• ASSIGNMENT
In the listing below, find the line containing "a parse-what-we-can guess." and the line containing "intent classification was produced.". Repeat exactly those two lines and every line between them.
● ● ●
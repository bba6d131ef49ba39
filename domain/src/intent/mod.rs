//! Intent classification types.
//!
//! An [`Intent`] is the classified category of one request plus a marker for
//! how the classification was produced. It is created fresh per request,
//! never mutated, and discarded once the routing decision is made (a copy may
//! live in the classification cache, keyed by normalized-text fingerprint).

pub mod rules;

use serde::{Deserialize, Serialize};

/// The fixed set of request categories the pipeline routes on.
#[derive(Debug, Clone, Copy, PartialEq, Eq, Hash, Serialize, Deserialize)]
#[serde(rename_all = "snake_case")]
pub enum IntentKind {
    /// "Where am I?" / "pwd" — answered from process state.
    LocationQuery,
    /// Find files by name or pattern.
    FileSearch,
    /// Read a single named file.
    FileRead,
    /// Run a shell command the caller spelled out.
    ShellExecution,
    /// Summarize or compute over a local data file.
    DataAnalysis,
    /// Needs a remote tool family (paper search, financial data, ...).
    RemoteToolRequired,
    /// Plain conversation; also the safe default.
    Conversation,
}

impl IntentKind {
    /// All kinds, for totality tests and closed-schema prompts.
    pub const ALL: [IntentKind; 7] = [
        IntentKind::LocationQuery,
        IntentKind::FileSearch,
        IntentKind::FileRead,
        IntentKind::ShellExecution,
        IntentKind::DataAnalysis,
        IntentKind::RemoteToolRequired,
        IntentKind::Conversation,
    ];

    pub fn as_str(&self) -> &'static str {
        match self {
            IntentKind::LocationQuery => "location_query",
            IntentKind::FileSearch => "file_search",
            IntentKind::FileRead => "file_read",
            IntentKind::ShellExecution => "shell_execution",
            IntentKind::DataAnalysis => "data_analysis",
            IntentKind::RemoteToolRequired => "remote_tool_required",
            IntentKind::Conversation => "conversation",
        }
    }

    /// Strict parse of a remote classification answer. Anything outside the
    /// closed set is `None`; the classifier treats that as fallback, never as
    /// a parse-what-we-can guess.
    pub fn parse(s: &str) -> Option<IntentKind> {
        let normalized = s.trim().to_lowercase().replace([' ', '-'], "_");
        IntentKind::ALL
            .iter()
            .copied()
            .find(|kind| kind.as_str() == normalized)
    }
}

impl std::fmt::Display for IntentKind {
    fn fmt(&self, f: &mut std::fmt::Formatter<'_>) -> std::fmt::Result {
        write!(f, "{}", self.as_str())
    }
}

/// How an intent classification was produced.
#[derive(Debug, Clone, Copy, PartialEq, Eq, Serialize, Deserialize)]
#[serde(rename_all = "snake_case")]
pub enum IntentSource {
    /// Matched by the ordered heuristic rule table.
    Heuristic,
    /// Chosen by the remote model fallback.
    Model,
    /// Safe default after empty input or fallback failure.
    FallbackDefault,
}

impl IntentSource {
    pub fn as_str(&self) -> &'static str {
        match self {
            IntentSource::Heuristic => "heuristic",
            IntentSource::Model => "model",
            IntentSource::FallbackDefault => "fallback-default",
        }
    }
}

impl std::fmt::Display for IntentSource {
    fn fmt(&self, f: &mut std::fmt::Formatter<'_>) -> std::fmt::Result {
        write!(f, "{}", self.as_str())
    }
}

/// The classified category of one request.
#[derive(Debug, Clone, Copy, PartialEq, Eq, Serialize, Deserialize)]
pub struct Intent {
    pub kind: IntentKind,
    pub source: IntentSource,
}

impl Intent {
    pub fn heuristic(kind: IntentKind) -> Self {
        Self {
            kind,
            source: IntentSource::Heuristic,
        }
    }

    pub fn model(kind: IntentKind) -> Self {
        Self {
            kind,
            source: IntentSource::Model,
        }
    }

    /// The classifier's terminal fallback: harmless, never blocks.
    pub fn fallback_default() -> Self {
        Self {
            kind: IntentKind::Conversation,
            source: IntentSource::FallbackDefault,
        }
    }

    pub fn is_fallback(&self) -> bool {
        self.source == IntentSource::FallbackDefault
    }
}

impl std::fmt::Display for Intent {
    fn fmt(&self, f: &mut std::fmt::Formatter<'_>) -> std::fmt::Result {
        write!(f, "{} ({})", self.kind, self.source)
    }
}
● ● ●
• PROBLEM SOLUTION
    /// a parse-what-we-can guess.
    pub fn parse(s: &str) -> Option<IntentKind> {
        let normalized = s.trim().to_lowercase().replace([' ', '-'], "_");
        IntentKind::ALL
            .iter()
            .copied()
            .find(|kind| kind.as_str() == normalized)
    }
}

impl std::fmt::Display for IntentKind {
    fn fmt(&self, f: &mut std::fmt::Formatter<'_>) -> std::fmt::Result {
        write!(f, "{}", self.as_str())
    }
}

/// How an intent classification was produced.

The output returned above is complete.